The reaction to the viral hug was so immense that Tarrant Police Chief Dennie Reno said that he had to bring in a second police dispatch officer just to field the calls of donations for Johnson coming in from the around the country.
Here’s a video report:
But that’s not the only story. The Daily Mail also has a report on Desoto, TX Police Officer John Holder who helped an elderly woman shop for Thanksgiving dinner.
Holder told reporters that he met Dorothy Shepard after visiting her home for a wellness check after she’d had neck and back surgeries and then offered her his cell number should she ever need any more help.
Shepard said she was floored by Holder’s kindness.
“I was so surprised that I started rambling,” she told WFAA-8.
“He listened and he was patient.”
Ever since the day they met the two have become friends and when Holder is not working he drives Shepard in his squad car to doctors’ appointments and helps her out in any way he can.
USA Today has a story on multiple police officers who helped an 87-year-old woman see her son in the hospital. As you read this account, try to picture what the first police officer must be thinking!
Helen “Skeeter” Smith of Panaca, Nev., was rushing to see her ill son on I-15 in central Utah when she was pulled over for driving passed a stopped police car on the side of the highway with its lights on, according to Jones, who pulled her over.
Utah has a “slow down and move over” law that requires drivers to move away from stopped police cars to prevent accidents.
After being issued a verbal warning by Jones, Smith tried to pull back onto the highway, but accidentally put the car in reverse and rammed the front of Jones’ cop car.
So… Trooper Jones pulls Smith over, gives her a warning, and then she smashes into the front of his car. What a day! Jones didn’t want the 87-year-old to make the long trip by herself, so he arranged a “shuttle system” to get her to see her son.

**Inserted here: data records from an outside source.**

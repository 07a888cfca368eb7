//! Shared helpers for the `sealchain` binary: ledger loading and table rendering.

use crate::amount::Amount;
use crate::blockchain::{Block, Blockchain};
use crate::config::Config;
use crate::crypto::Address;
use crate::error::ChainError;
use crate::persistence::{open_store, Persistence};
use crate::transaction::Transaction;
use comfy_table::presets::UTF8_FULL;
use comfy_table::{Cell, Color, ContentArrangement, Table};
use std::collections::BTreeMap;

/// Opens the configured store and loads the ledger from it, or starts a
/// fresh genesis-only ledger when the store is empty.
pub fn load_ledger_from_config(
    config: &Config,
) -> Result<(Box<dyn Persistence>, Blockchain), ChainError> {
    let store = open_store(&config.storage)?;
    let mut chain = Blockchain::with_config(&config.ledger)?;
    if !chain.load_from(store.as_ref())? {
        tracing::info!(path = %config.storage.path.display(), "no stored ledger, starting from genesis");
    }
    Ok((store, chain))
}

/// `abcdef0123...` style shortening for long hex strings.
pub fn shorten(text: &str, keep: usize) -> String {
    if text.chars().count() > keep + 3 {
        let head: String = text.chars().take(keep).collect();
        format!("{}...", head)
    } else {
        text.to_string()
    }
}

fn new_table(header: &[&str]) -> Table {
    let mut table = Table::new();
    table
        .load_preset(UTF8_FULL)
        .set_content_arrangement(ContentArrangement::Dynamic)
        .set_header(header.iter().map(|h| Cell::new(h).fg(Color::Cyan)));
    table
}

fn sender_cell(tx: &Transaction) -> Cell {
    if tx.is_reward() {
        Cell::new(Address::GENESIS).fg(Color::Yellow)
    } else {
        Cell::new(shorten(tx.sender.as_str(), 16))
    }
}

pub fn chain_table(blocks: &[Block]) -> Table {
    let mut table = new_table(&["Index", "Timestamp", "Nonce", "Txs", "Previous", "Hash"]);
    for block in blocks {
        table.add_row(vec![
            Cell::new(block.index),
            Cell::new(format_timestamp(block.timestamp)),
            Cell::new(block.nonce),
            Cell::new(block.transactions.len()),
            Cell::new(shorten(&hex::encode(block.previous_hash), 12)),
            Cell::new(shorten(&block.hash_str(), 12)).fg(Color::Green),
        ]);
    }
    table
}

pub fn transactions_table(transactions: &[&Transaction]) -> Table {
    let mut table = new_table(&["Sender", "Receiver", "Amount", "Timestamp", "Hash"]);
    for tx in transactions {
        table.add_row(vec![
            sender_cell(tx),
            Cell::new(shorten(tx.receiver.as_str(), 16)),
            Cell::new(tx.amount),
            Cell::new(format_timestamp(tx.timestamp)),
            Cell::new(shorten(&tx.hash_str(), 12)),
        ]);
    }
    table
}

pub fn balances_table(balances: &BTreeMap<Address, Amount>) -> Table {
    let mut table = new_table(&["Address", "Balance"]);
    for (address, balance) in balances {
        let color = if *balance > Amount::ZERO {
            Color::Green
        } else {
            Color::DarkGrey
        };
        table.add_row(vec![Cell::new(address), Cell::new(balance).fg(color)]);
    }
    table
}

pub fn format_timestamp(millis: u64) -> String {
    chrono::DateTime::from_timestamp_millis(millis as i64)
        .map(|dt| dt.format("%Y-%m-%d %H:%M:%S").to_string())
        .unwrap_or_else(|| millis.to_string())
}

#[cfg(test)]
mod tests {
    use super::*;
    use crate::config::StorageBackend;

    fn config_in(dir: &std::path::Path, backend: StorageBackend) -> Config {
        let mut config = Config::default();
        config.ledger.difficulty = 0;
        config.storage.backend = backend;
        config.storage.path = dir.join("ledger.store");
        config
    }

    #[test]
    fn test_empty_store_starts_from_genesis() {
        let dir = tempfile::tempdir().unwrap();
        let (_, chain) = load_ledger_from_config(&config_in(dir.path(), StorageBackend::Json)).unwrap();
        assert_eq!(chain.blocks().len(), 1);
        assert_eq!(chain.difficulty(), 0);
    }

    #[test]
    fn test_loads_what_was_saved() {
        let dir = tempfile::tempdir().unwrap();
        let config = config_in(dir.path(), StorageBackend::Sqlite);

        let (store, mut chain) = load_ledger_from_config(&config).unwrap();
        chain.mine_pending_transactions(&Address::from("miner")).unwrap();
        chain.save_to(store.as_ref()).unwrap();

        let (_, reloaded) = load_ledger_from_config(&config).unwrap();
        assert_eq!(reloaded.blocks().len(), 2);
        assert_eq!(reloaded.get_balance(&Address::from("miner")), Amount::from_num(1));
    }

    #[test]
    fn test_shorten() {
        assert_eq!(shorten("abcdef", 8), "abcdef");
        assert_eq!(shorten("0123456789abcdef", 4), "0123...");
    }

    #[test]
    fn test_tables_render_rows() {
        let mut balances = BTreeMap::new();
        balances.insert(Address::from("alice"), Amount::from_num(1.5));
        let rendered = balances_table(&balances).to_string();
        assert!(rendered.contains("alice"));
        assert!(rendered.contains("1.5"));

        let genesis = Blockchain::create_genesis_block();
        assert!(chain_table(&[genesis]).to_string().contains("Index"));
    }

    #[test]
    fn test_format_timestamp() {
        assert_eq!(format_timestamp(1672531200000), "2023-01-01 00:00:00");
    }
}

He drove her the first leg of the trip and then handed her off to another trooper, a system that continued until she arrived at Ogden Regional Medical Center in Ogden, Utah.
She made it to the hospital in time to see her son.
“Four good-lookin’ patrol boys brought me,” Smith told KUTV about the experience.
It’s unfortunate that you have to dig around a British news source and local media to find stories like this. These are the kinds of actions that occur day in and day out, and yet, they are rarely ever reported.
They don’t involve manufactured racial tension; they don’t involve distorting the facts; and they don’t involve a media bias that always ignores what the perpetrator was doing! No, these stories won’t get national attention, but they deserve it.